§ WHAT YOU NEED TO DO: Each line containing the word "EntryType" must be copied from the material below.
BEGIN
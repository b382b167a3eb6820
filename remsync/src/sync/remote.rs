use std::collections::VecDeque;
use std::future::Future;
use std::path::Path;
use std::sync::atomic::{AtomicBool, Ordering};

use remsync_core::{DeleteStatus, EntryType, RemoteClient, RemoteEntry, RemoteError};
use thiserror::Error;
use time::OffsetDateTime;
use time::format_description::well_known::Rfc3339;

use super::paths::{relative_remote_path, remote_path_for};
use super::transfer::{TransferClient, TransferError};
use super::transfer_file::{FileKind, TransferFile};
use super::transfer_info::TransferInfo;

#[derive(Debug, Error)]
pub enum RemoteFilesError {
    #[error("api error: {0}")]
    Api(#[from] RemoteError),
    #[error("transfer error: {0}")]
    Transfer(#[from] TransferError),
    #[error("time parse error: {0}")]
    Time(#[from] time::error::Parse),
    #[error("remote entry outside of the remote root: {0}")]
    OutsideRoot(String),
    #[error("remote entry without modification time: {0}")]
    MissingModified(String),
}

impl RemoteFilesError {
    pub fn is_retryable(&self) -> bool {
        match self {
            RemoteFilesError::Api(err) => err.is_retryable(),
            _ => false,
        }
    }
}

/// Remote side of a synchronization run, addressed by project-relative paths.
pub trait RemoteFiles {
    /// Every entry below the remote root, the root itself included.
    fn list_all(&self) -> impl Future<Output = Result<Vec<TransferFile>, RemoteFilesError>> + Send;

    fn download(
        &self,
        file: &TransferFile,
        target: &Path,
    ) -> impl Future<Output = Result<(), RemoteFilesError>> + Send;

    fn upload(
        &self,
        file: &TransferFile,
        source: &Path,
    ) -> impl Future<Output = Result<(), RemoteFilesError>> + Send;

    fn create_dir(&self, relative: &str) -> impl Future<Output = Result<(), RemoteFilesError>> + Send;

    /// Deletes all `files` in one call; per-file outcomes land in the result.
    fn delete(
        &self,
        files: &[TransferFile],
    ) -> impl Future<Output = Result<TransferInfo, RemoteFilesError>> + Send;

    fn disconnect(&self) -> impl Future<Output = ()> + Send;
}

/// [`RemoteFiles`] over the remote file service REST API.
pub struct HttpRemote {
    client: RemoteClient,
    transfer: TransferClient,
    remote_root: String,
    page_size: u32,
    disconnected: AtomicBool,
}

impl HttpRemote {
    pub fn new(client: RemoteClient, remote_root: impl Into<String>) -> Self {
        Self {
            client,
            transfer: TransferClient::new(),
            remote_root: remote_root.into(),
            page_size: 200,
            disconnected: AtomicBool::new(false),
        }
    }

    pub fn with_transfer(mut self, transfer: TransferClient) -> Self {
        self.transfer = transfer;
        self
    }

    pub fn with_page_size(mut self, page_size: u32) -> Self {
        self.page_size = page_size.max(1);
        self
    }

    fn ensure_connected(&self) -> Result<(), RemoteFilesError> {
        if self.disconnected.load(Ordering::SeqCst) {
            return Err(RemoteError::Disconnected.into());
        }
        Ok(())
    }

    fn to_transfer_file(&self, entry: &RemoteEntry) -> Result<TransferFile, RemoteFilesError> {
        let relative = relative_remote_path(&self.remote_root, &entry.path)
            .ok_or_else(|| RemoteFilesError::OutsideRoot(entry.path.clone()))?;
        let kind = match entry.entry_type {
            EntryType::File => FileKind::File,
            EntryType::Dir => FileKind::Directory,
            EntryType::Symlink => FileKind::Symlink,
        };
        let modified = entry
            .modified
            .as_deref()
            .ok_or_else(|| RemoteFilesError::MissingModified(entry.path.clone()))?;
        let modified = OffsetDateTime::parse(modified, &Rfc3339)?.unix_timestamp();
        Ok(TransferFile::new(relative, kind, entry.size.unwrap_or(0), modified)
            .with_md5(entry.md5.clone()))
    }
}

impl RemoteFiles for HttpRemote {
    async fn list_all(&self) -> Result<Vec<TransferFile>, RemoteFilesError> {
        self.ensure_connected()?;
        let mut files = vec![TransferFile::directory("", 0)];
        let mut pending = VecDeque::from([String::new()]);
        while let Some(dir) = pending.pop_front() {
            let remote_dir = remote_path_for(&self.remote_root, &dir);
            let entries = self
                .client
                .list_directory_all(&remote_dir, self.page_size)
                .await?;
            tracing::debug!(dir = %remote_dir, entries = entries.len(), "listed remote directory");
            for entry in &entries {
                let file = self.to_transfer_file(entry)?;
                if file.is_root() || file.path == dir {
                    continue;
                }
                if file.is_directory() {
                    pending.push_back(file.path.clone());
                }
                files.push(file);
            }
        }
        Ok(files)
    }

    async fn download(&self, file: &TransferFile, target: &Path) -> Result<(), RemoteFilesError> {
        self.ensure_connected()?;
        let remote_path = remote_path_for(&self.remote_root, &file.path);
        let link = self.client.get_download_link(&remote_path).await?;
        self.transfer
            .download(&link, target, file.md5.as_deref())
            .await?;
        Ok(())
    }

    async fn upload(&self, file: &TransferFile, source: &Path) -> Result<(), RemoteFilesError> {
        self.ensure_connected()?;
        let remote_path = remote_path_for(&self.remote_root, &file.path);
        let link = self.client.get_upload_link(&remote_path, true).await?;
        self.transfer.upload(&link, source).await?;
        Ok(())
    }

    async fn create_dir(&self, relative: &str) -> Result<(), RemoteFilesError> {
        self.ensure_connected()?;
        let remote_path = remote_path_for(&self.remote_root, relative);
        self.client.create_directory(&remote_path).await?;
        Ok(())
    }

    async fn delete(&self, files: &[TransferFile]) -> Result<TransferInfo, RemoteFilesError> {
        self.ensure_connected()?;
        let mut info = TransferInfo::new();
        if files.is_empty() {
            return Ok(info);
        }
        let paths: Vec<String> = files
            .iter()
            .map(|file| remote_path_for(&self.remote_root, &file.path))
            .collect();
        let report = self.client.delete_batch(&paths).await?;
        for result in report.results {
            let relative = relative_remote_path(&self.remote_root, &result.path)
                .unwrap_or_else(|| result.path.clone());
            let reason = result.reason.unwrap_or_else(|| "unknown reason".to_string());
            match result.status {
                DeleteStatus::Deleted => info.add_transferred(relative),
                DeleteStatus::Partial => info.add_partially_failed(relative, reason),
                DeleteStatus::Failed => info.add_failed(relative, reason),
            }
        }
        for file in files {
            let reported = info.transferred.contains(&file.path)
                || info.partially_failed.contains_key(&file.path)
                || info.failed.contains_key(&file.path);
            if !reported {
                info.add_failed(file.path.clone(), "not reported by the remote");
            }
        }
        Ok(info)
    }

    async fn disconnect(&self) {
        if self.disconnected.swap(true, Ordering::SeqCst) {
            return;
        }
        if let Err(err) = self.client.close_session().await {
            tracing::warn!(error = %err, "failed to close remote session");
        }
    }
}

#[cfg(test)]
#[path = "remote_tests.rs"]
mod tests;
END
§ EXERCISE ANSWER:
use remsync_core::{DeleteStatus, EntryType, RemoteClient, RemoteEntry, RemoteError};
            EntryType::File => FileKind::File,
            EntryType::Dir => FileKind::Directory,
            EntryType::Symlink => FileKind::Symlink,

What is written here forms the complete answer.